What this task involves: Please give the data again in full, precisely as it is written.

Stored data entries:
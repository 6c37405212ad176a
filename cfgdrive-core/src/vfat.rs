//! VFAT config drive access through the mtools suite.
//!
//! The drive is never read directly: `mlabel` reports the volume label and `mcopy` pulls
//! the files out. Both run through [`ProcessOps`] so tests can script them.

use crate::config::ToolConfig;
use cfgdrive_error::{CfgDriveError, CfgDriveResult};
use cfgdrive_hal::{DirGuard, ProcessOps};
use log::{debug, info, warn};
use once_cell::sync::OnceCell;
use regex::Regex;
use std::path::Path;

/// Volume label carried by provisioning config drives.
pub const CONFIG_DRIVE_LABEL: &str = "config-2";

pub const MLABEL: &str = "mlabel.exe";
pub const MCOPY: &str = "mcopy.exe";

const VOLUME_LABEL_PATTERN: &str = r"(?m)Volume label is (.*?)\r?$";

static VOLUME_LABEL_RE: OnceCell<Regex> = OnceCell::new();

/// Extract the label from `mlabel -s` output, if the output carries one.
pub fn parse_volume_label(output: &str) -> CfgDriveResult<Option<String>> {
    let re = VOLUME_LABEL_RE
        .get_or_try_init(|| Regex::new(VOLUME_LABEL_PATTERN))
        .map_err(|e| CfgDriveError::Parse(format!("volume label pattern: {}", e)))?;
    Ok(re
        .captures(output.trim())
        .and_then(|caps| caps.get(1))
        .map(|m| m.as_str().to_string()))
}

/// Check whether `drive_path` holds a VFAT filesystem labelled [`CONFIG_DRIVE_LABEL`].
///
/// Only a missing `mtools_path` (or an unusable label pattern) is an error. An unreadable or non-VFAT volume, a failing
/// `mlabel`, or output without a label line all yield `Ok(false)`, so callers can probe
/// several candidates in a row.
pub fn is_config_drive(
    hal: &dyn ProcessOps,
    cfg: &ToolConfig,
    drive_path: &str,
) -> CfgDriveResult<bool> {
    let mlabel = cfg.tool(MLABEL)?;
    let args = ["-i", drive_path, "-s"];

    let output = match hal.command_output(&mlabel, &args, cfg.probe_timeout()) {
        Ok(output) => output,
        Err(err) => {
            warn!(
                "Could not retrieve label for VFAT drive path {}: mlabel could not be run: {}",
                drive_path, err
            );
            return Ok(false);
        }
    };

    if !output.success() {
        warn!(
            "Could not retrieve label for VFAT drive path {}: mlabel failed with error {:?}",
            drive_path,
            output.stderr_lossy().trim()
        );
        return Ok(false);
    }

    match parse_volume_label(&output.stdout_lossy())? {
        Some(label) if label == CONFIG_DRIVE_LABEL => {
            debug!("drive {} has volume label {:?}", drive_path, label);
            Ok(true)
        }
        Some(label) => {
            warn!(
                "VFAT drive {} has volume label {:?}, expected {:?}",
                drive_path, label, CONFIG_DRIVE_LABEL
            );
            Ok(false)
        }
        None => {
            warn!("mlabel reported no volume label for {}", drive_path);
            Ok(false)
        }
    }
}

/// Copy everything from the VFAT drive at `drive_path` into `target_path`.
///
/// `mcopy` runs with the process working directory set to `target_path`; the previous
/// directory is restored on every exit path. A non-zero `mcopy` exit, launch failure or
/// timeout is returned as [`CfgDriveError::Process`].
pub fn copy_from_vfat_drive(
    hal: &dyn ProcessOps,
    cfg: &ToolConfig,
    drive_path: &str,
    target_path: &Path,
) -> CfgDriveResult<()> {
    let mcopy = cfg.tool(MCOPY)?;

    let _cwd = DirGuard::enter(target_path).map_err(|source| CfgDriveError::TargetDir {
        path: target_path.to_path_buf(),
        source,
    })?;

    // mcopy -s -n -i \\.\PHYSICALDRIVEx ::/ .
    let args = ["-s", "-n", "-i", drive_path, "::/", "."];
    info!(
        "Copying contents of VFAT drive {:?} into {}",
        drive_path,
        target_path.display()
    );
    hal.command_status(&mcopy, &args, cfg.copy_timeout())?;

    debug!("mcopy finished for {:?}", drive_path);
    Ok(())
}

Task solution:
repository 6c37405212ad176a
filename cfgdrive-core/src/vfat.rs
//! VFAT config drive access through the mtools suite.
//!
//! The drive is never read directly: `mlabel` reports the volume label and `mcopy` pulls
//! the files out. Both run through [`ProcessOps`] so tests can script them.

use crate::config::ToolConfig;
use cfgdrive_error::{CfgDriveError, CfgDriveResult};
use cfgdrive_hal::{DirGuard, ProcessOps};
use log::{debug, info, warn};
use once_cell::sync::OnceCell;
use regex::Regex;
use std::path::Path;

/// Volume label carried by provisioning config drives.
pub const CONFIG_DRIVE_LABEL: &str = "config-2";

pub const MLABEL: &str = "mlabel.exe";
pub const MCOPY: &str = "mcopy.exe";

const VOLUME_LABEL_PATTERN: &str = r"(?m)Volume label is (.*?)\r?$";

static VOLUME_LABEL_RE: OnceCell<Regex> = OnceCell::new();

/// Extract the label from `mlabel -s` output, if the output carries one.
pub fn parse_volume_label(output: &str) -> CfgDriveResult<Option<String>> {
    let re = VOLUME_LABEL_RE
        .get_or_try_init(|| Regex::new(VOLUME_LABEL_PATTERN))
        .map_err(|e| CfgDriveError::Parse(format!("volume label pattern: {}", e)))?;
    Ok(re
        .captures(output.trim())
        .and_then(|caps| caps.get(1))
        .map(|m| m.as_str().to_string()))
}

/// Check whether `drive_path` holds a VFAT filesystem labelled [`CONFIG_DRIVE_LABEL`].
///
/// Only a missing `mtools_path` (or an unusable label pattern) is an error. An unreadable or non-VFAT volume, a failing
/// `mlabel`, or output without a label line all yield `Ok(false)`, so callers can probe
/// several candidates in a row.
pub fn is_config_drive(
    hal: &dyn ProcessOps,
    cfg: &ToolConfig,
    drive_path: &str,
) -> CfgDriveResult<bool> {
    let mlabel = cfg.tool(MLABEL)?;
    let args = ["-i", drive_path, "-s"];

    let output = match hal.command_output(&mlabel, &args, cfg.probe_timeout()) {
        Ok(output) => output,
        Err(err) => {
            warn!(
                "Could not retrieve label for VFAT drive path {}: mlabel could not be run: {}",
                drive_path, err
            );
            return Ok(false);
        }
    };

    if !output.success() {
        warn!(
            "Could not retrieve label for VFAT drive path {}: mlabel failed with error {:?}",
            drive_path,
            output.stderr_lossy().trim()
        );
        return Ok(false);
    }

    match parse_volume_label(&output.stdout_lossy())? {
        Some(label) if label == CONFIG_DRIVE_LABEL => {
            debug!("drive {} has volume label {:?}", drive_path, label);
            Ok(true)
        }
        Some(label) => {
            warn!(
                "VFAT drive {} has volume label {:?}, expected {:?}",
                drive_path, label, CONFIG_DRIVE_LABEL
            );
            Ok(false)
        }
        None => {
            warn!("mlabel reported no volume label for {}", drive_path);
            Ok(false)
        }
    }
}

/// Copy everything from the VFAT drive at `drive_path` into `target_path`.
///
/// `mcopy` runs with the process working directory set to `target_path`; the previous
/// directory is restored on every exit path. A non-zero `mcopy` exit, launch failure or
/// timeout is returned as [`CfgDriveError::Process`].
pub fn copy_from_vfat_drive(
    hal: &dyn ProcessOps,
    cfg: &ToolConfig,
    drive_path: &str,
    target_path: &Path,
) -> CfgDriveResult<()> {
    let mcopy = cfg.tool(MCOPY)?;

    let _cwd = DirGuard::enter(target_path).map_err(|source| CfgDriveError::TargetDir {
        path: target_path.to_path_buf(),
        source,
    })?;

    // mcopy -s -n -i \\.\PHYSICALDRIVEx ::/ .
    let args = ["-s", "-n", "-i", drive_path, "::/", "."];
    info!(
        "Copying contents of VFAT drive {:?} into {}",
        drive_path,
        target_path.display()
    );
    hal.command_status(&mcopy, &args, cfg.copy_timeout())?;

    debug!("mcopy finished for {:?}", drive_path);
    Ok(())
}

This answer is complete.